In case customs rejects the value or classification declared for the imported article, another option for the importer is to raise the issue before the Valuation and Classification Review Committee (VCRC) of the port (collection district) concerned.

A payment under protest is a tedious process. In contrast and as provided in the old rules, the procedure in the VCRC is summary in nature, and in case of a favorable ruling, a tax refund may immediately be issued to the importer. With the issuance of CMO 7-2007, a decision favorable to the importer is now subject to automatic review of the CVRRC.

Review of VCRC Rulings. The general procedures at the VCRC of the various collection districts should still remain even with the issuance of the CMO 7-2007. With regard to the old procedure allowing the immediate issuance of the refund check upon a favorable VCRC ruling, the new rules will now require a ruling by the CVCRRC affirming the VCRC ruling to allow the issuance of the refund check.

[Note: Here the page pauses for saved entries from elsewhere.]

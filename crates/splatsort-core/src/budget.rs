//! Adaptive bin budget policy

/// Maps element count to a histogram bin budget.
///
/// Small scenes get fewer bins: the fixed per-bin cost (reset, scan,
/// cursor copy) dominates there, and blending artifacts from coarser
/// depth quantization are invisible at low splat counts. The steps are
/// empirically tuned defaults, not invariants; callers can swap in their
/// own table.
#[derive(Clone, Debug)]
pub struct BinBudgetPolicy {
    /// `(upper_element_count, bins)` pairs, ascending by count.
    /// The first step whose bound covers the element count (inclusive) wins.
    steps: Vec<(usize, usize)>,
    /// Budget for counts beyond the last step
    max_bins: usize,
}

impl Default for BinBudgetPolicy {
    fn default() -> Self {
        Self {
            steps: vec![(10_000, 4_096), (100_000, 8_192), (1_000_000, 16_384)],
            max_bins: 65_536,
        }
    }
}

impl BinBudgetPolicy {
    /// Build a custom policy. Steps must be ascending in both element
    /// count and bin budget so the policy stays monotonic.
    pub fn new(steps: Vec<(usize, usize)>, max_bins: usize) -> Self {
        debug_assert!(steps.windows(2).all(|w| w[0].0 < w[1].0 && w[0].1 <= w[1].1));
        debug_assert!(steps.last().map_or(true, |&(_, bins)| bins <= max_bins));
        Self { steps, max_bins }
    }

    /// Bin budget for a scene of `element_count` elements.
    pub fn bins_for(&self, element_count: usize) -> usize {
        for &(limit, bins) in &self.steps {
            if element_count <= limit {
                return bins;
            }
        }
        self.max_bins
    }
}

As specifically provided in the new rules, CVCRRC, headed by the Commissioner, shall now automatically review or take cognizance of the following: (a) VCRC cases pending for three calendar months from filing; (b) VCRC rulings favorable to the importer or adverse to the government; (c) appeals from the VCRC rulings filed within 15 days; and (d) review of the Commissioner of Customs, motu propio or upon written request by any office or unit of the customs organization.

The new rules also empower the Office of the Commissioner to review any VCRC decision, with or without any appeal filed before the CVCRRC. With this issuance, the procedures for valuation and classification disputes under the VCRC system have now become similar to the “Payment under Protest” system. The major difference though is that a CVCRRC ruling favorable to the importer or adverse to the government is not subject to automatic review by the Secretary of Finance and a refund check, instead of a tax credit certificate, is issued in case of a favorable CVCRRC ruling to the importer.